Smarter pipeline optimization with lots of $lookups?

I have a table with 500k rows. Each row may join 1:many with 20 other sources of data. Until now, I had all this information stored in a single table – it makes it very easy to search.

Despite an on-disk size of 6GB, even with 32GB of ram, it can take 220+seconds to do a tablescan.

I realized that I can opportunistically $lookup each data source, so that table scans are faster.

I usually only query on 1-3 pieces of data, not all 20. So for matching, I can do a $lookup, apply my $matches, then do the next $lookup, etc.

Can I do that automatically with a View? It does “automatic pipeline optimization” where it hoists the pre-$lookup queries to before the join, but then it just does all the $lookups before applying the $match, even though it should run that one $lookup and then the $match, which will remove most of the $rows from requiring $lookups.

Is there any way to give hints? To shape my query better?
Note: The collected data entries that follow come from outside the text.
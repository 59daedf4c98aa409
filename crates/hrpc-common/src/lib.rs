//! hrpc Common Types and Transport
//!
//! This crate provides the protocol definitions, wire codec and registry
//! contract shared by the hrpc client and server.
//!
//! # Overview
//!
//! hrpc lets a caller invoke a method on a remote service through a local
//! proxy. Calls are multiplexed over one TCP connection per server address and
//! matched to their responses by request id, so responses may arrive in any
//! order.
//!
//! - **Protocol Layer**: [`Request`], [`Response`], [`RemoteError`], [`HrpcError`]
//! - **Parameters**: [`Params`] tuples of [`WireType`] values, named on the wire
//! - **Transport Layer**: length-prefixed frames, pluggable payload codec
//! - **Registry**: the `register` / `lookup` contract and two simple backends
//!
//! # Wire Protocol
//!
//! - **Message Format**: `[4-byte length prefix as u32 big-endian] + [payload]`
//! - **Payload**: postcard by default, JSON optionally
//! - **Max Frame Size**: 16 MB by default; larger frames close the connection
//!
//! # Example
//!
//! ```
//! use hrpc_common::{Request, Response};
//! use hrpc_common::transport::WireCodec;
//!
//! let wire = WireCodec::default();
//! let request = Request::with_params("Echo", "say", &("hi".to_string(),), wire.payload())
//!     .unwrap()
//!     .with_id(1);
//! assert_eq!(request.parameter_types, vec!["string"]);
//!
//! let result = wire.payload().serialize("hi").unwrap();
//! let response = Response::success(request.id, result);
//! assert!(response.is_success());
//! ```

pub mod config;
pub mod protocol;
pub mod registry;
pub mod transport;

pub use config::{ClientConfig, ServerConfig};
pub use protocol::*;
pub use registry::{FileRegistry, InMemoryRegistry, ServiceEntry, ServiceRegistry, StaticRegistry};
I’m afraid I just have to build the query manually.

Example:

Pipeline as a view:

db.createCollection(
    "propertiesView",
    {
        "viewOn" : "propertiesPointers",
        "pipeline" : [
    { $lookup: { from:  "DataTaxes",		localField: 'data.taxes',		foreignField:'_id', as: 'taxes' } }
    ,{ $lookup: { from: "DataBusinesses",	localField: 'data.businesses',	foreignField:'_id', as: 'businesses' } }
    ,{ $lookup: { from: "DataParking",		localField: 'data.parking',		foreignField:'_id', as: 'parking' } }
    ,{ $lookup: { from: "DataRestaurants",	localField: 'data.restaurants',	foreignField:'_id', as: 'restaurants' } }
    ]
    }
)

If I do a match on taxes it should automatically be placed after the lookup on taxes, not at the end of the entire pipeline, which is what happens now on mongodb version v4.2.1 and latest v4.2.7

Oddly, it works on normal queries, hoisting it to right after the $lookup

db.getCollection('propertiesView').find({"Year":2018, "data.price":4}).explain()
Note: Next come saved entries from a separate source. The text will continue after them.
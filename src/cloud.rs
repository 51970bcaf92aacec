//! One-shot cloud environment detection
//!
//! At startup the agent asks the well-known instance metadata services which
//! provider it runs on and what instance type it is. Every lookup has a short
//! timeout, so a host outside any cloud only pays a few seconds once.
//!
//! ```text
//! GCP → AWS → Azure → DigitalOcean → unknown
//! instance type: metadata, else heuristic, else unavailable
//! ```

use std::time::Duration;

use reqwest::{Client, StatusCode};
use serde::{Deserialize, Serialize};
use tracing::{debug, info, instrument, trace};

use crate::AGENT_VERSION;
use crate::config::ConfigError;

pub const GOOGLE_METADATA_URL: &str = "http://metadata.google.internal";

pub const LINK_LOCAL_METADATA_URL: &str = "http://169.254.169.254";

pub const METADATA_TIMEOUT: Duration = Duration::from_secs(1);

const AZURE_INSTANCE_PATH: &str = "/metadata/instance?api-version=2021-02-01";

#[derive(Debug, Clone, Copy, PartialEq, Eq, Serialize, Deserialize)]
#[serde(rename_all = "lowercase")]
pub enum CloudProvider {
    Gcp,
    Aws,
    Azure,
    DigitalOcean,
    Unknown,
}

/// Where the reported instance type came from.
#[derive(Debug, Clone, Copy, PartialEq, Eq, Serialize, Deserialize)]
#[serde(rename_all = "lowercase")]
pub enum DetectionSource {
    Metadata,
    Heuristic,
    Unavailable,
}

/// Cloud facts sent with every report.
#[derive(Debug, Clone, Default, PartialEq, Eq, Serialize, Deserialize)]
pub struct CloudInformation {
    #[serde(default, skip_serializing_if = "Option::is_none")]
    pub cloud_provider: Option<CloudProvider>,
    #[serde(default, skip_serializing_if = "Option::is_none")]
    pub instance_type: Option<String>,
    #[serde(default, skip_serializing_if = "Option::is_none")]
    pub cloud_detection_source: Option<DetectionSource>,
}

/// Logical CPUs and total memory, used when metadata has no instance type.
#[derive(Debug, Clone, Copy, PartialEq, Eq)]
pub struct HostShape {
    pub cpus: usize,
    pub memory_bytes: u64,
}

/// Queries instance metadata services.
#[derive(Debug, Clone)]
pub struct CloudDetector {
    client: Client,
    google_url: String,
    link_local_url: String,
}

impl CloudDetector {
    pub fn new() -> Result<Self, ConfigError> {
        Self::with_endpoints(GOOGLE_METADATA_URL, LINK_LOCAL_METADATA_URL)
    }

    /// Points the lookups at other metadata hosts.
    pub fn with_endpoints(
        google_url: impl Into<String>,
        link_local_url: impl Into<String>,
    ) -> Result<Self, ConfigError> {
        let client = Client::builder()
            .timeout(METADATA_TIMEOUT)
            .user_agent(format!("montime-agent/{AGENT_VERSION}"))
            .build()
            .map_err(ConfigError::HttpClient)?;

        Ok(Self {
            client,
            google_url: google_url.into().trim_end_matches('/').to_string(),
            link_local_url: link_local_url.into().trim_end_matches('/').to_string(),
        })
    }

    /// Detects provider and instance type. Never fails, unreachable services
    /// only narrow down what is known.
    #[instrument(skip_all)]
    pub async fn detect(&self, shape: HostShape) -> CloudInformation {
        let provider = self.provider().await;
        info!(cloud_provider = ?provider, "detected cloud provider");

        let (instance_type, source) = match self.instance_type(provider).await {
            Some(instance_type) => (Some(instance_type), DetectionSource::Metadata),
            None => match heuristic_instance_type(provider, shape) {
                Some(instance_type) => (Some(instance_type), DetectionSource::Heuristic),
                None => (None, DetectionSource::Unavailable),
            },
        };
        info!(instance_type = ?instance_type, source = ?source, "detected instance type");

        CloudInformation {
            cloud_provider: Some(provider),
            instance_type,
            cloud_detection_source: Some(source),
        }
    }

    async fn provider(&self) -> CloudProvider {
        if self
            .get(&self.google_url, "/", Some(("Metadata-Flavor", "Google")))
            .await
            .is_some()
        {
            return CloudProvider::Gcp;
        }

        if self
            .get(&self.link_local_url, "/latest/meta-data/instance-id", None)
            .await
            .is_some()
        {
            return CloudProvider::Aws;
        }

        if let Some(body) = self
            .get(&self.link_local_url, AZURE_INSTANCE_PATH, Some(("Metadata", "true")))
            .await
            && body.contains("compute")
        {
            return CloudProvider::Azure;
        }

        if let Some(body) = self.get(&self.link_local_url, "/metadata/v1.json", None).await
            && body.contains("droplet_id")
        {
            return CloudProvider::DigitalOcean;
        }

        CloudProvider::Unknown
    }

    async fn instance_type(&self, provider: CloudProvider) -> Option<String> {
        let instance_type = match provider {
            CloudProvider::Aws => self
                .get(&self.link_local_url, "/latest/meta-data/instance-type", None)
                .await?
                .trim()
                .to_string(),
            CloudProvider::Gcp => {
                let body = self
                    .get(
                        &self.google_url,
                        "/computeMetadata/v1/instance/machine-type",
                        Some(("Metadata-Flavor", "Google")),
                    )
                    .await?;
                // projects/<id>/machineTypes/<type>
                body.trim().rsplit('/').next()?.to_string()
            }
            CloudProvider::Azure => {
                let body = self
                    .get(&self.link_local_url, AZURE_INSTANCE_PATH, Some(("Metadata", "true")))
                    .await?;
                azure_vm_size(&body)?
            }
            CloudProvider::DigitalOcean | CloudProvider::Unknown => return None,
        };

        Some(instance_type).filter(|instance_type| !instance_type.is_empty())
    }

    /// Body of a 200 response, `None` for anything else.
    async fn get(&self, base: &str, path: &str, header: Option<(&str, &str)>) -> Option<String> {
        let url = format!("{base}{path}");
        let mut request = self.client.get(url.as_str());
        if let Some((name, value)) = header {
            request = request.header(name, value);
        }

        let response = request
            .send()
            .await
            .inspect_err(|e| trace!("metadata lookup {url} failed: {e}"))
            .ok()?;

        if response.status() != StatusCode::OK {
            debug!("metadata lookup {url} answered {}", response.status());
            return None;
        }

        response.text().await.ok()
    }
}

fn azure_vm_size(body: &str) -> Option<String> {
    let instance: serde_json::Value = serde_json::from_str(body).ok()?;
    instance["compute"]["vmSize"].as_str().map(str::to_string)
}

/// Guesses an instance type from the host size where the provider's metadata
/// does not expose one.
pub fn heuristic_instance_type(provider: CloudProvider, shape: HostShape) -> Option<String> {
    match provider {
        CloudProvider::DigitalOcean if shape.cpus > 0 => {
            let memory_gb = (shape.memory_bytes as f64 / (1u64 << 30) as f64).round() as u64;
            Some(format!("s-{}vcpu-{memory_gb}gb", shape.cpus))
        }
        _ => None,
    }
}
But not on size - it puts it at the end, which ironically, this one it could figure out before doing the lookup (“how large is the array of IDs to lookup”)

db.getCollection('propertiesView').find({"Year":2018, "data.parking":{$size:4}}).explain()

But regardless, it should arrange the actual $lookup order based on which matches I’ll be doing.

Is there a way to tell mongodb that?

If you need a simple way to filter the results, received from your $lookup stages, you can open nested pipeline for each $lookup stage, like this:

db.your_collection.aggregate([
  {
    $lookup: {
      from: 'DataTaxes',
      let: {
        targetId: '$_id',
      },
      pipeline: [
        {
          $match: {
            $expr: {
              // filter the results of this current $lookup 
              $eq: ['$_id', '$$targetId'],
            },
          },
          // ... your other stages for results of 
          // this $lookup goes here ...
        },
      ],
      as: 'DataTaxes',
    },
  },
  // ... other $lookups ...
]);

If the time, that you awaiting is a problem, then you can do the following:

  • use $limit + $skip stages to do the aggregation not on all 500K rows, but on some smaller part.
  • use multiple aggregations and run them in parallel. one aggregation that uses first (in your example) $lookup, second aggregation - for second $lookup and so on.
  • add $out stage to your aggregation, so the results will be stored in a dedicated collection. After - create a cron job, that will run your aggregation every hour (or any other frequency) and update data in that collection. With this you will have do do simple db.collection.find() to get all results, but much faster.
  • if that data is so related to each other, consider to put everything, that you $lookup into base document, so will not have to join anything with $lookups afterwards - everything will be in same document.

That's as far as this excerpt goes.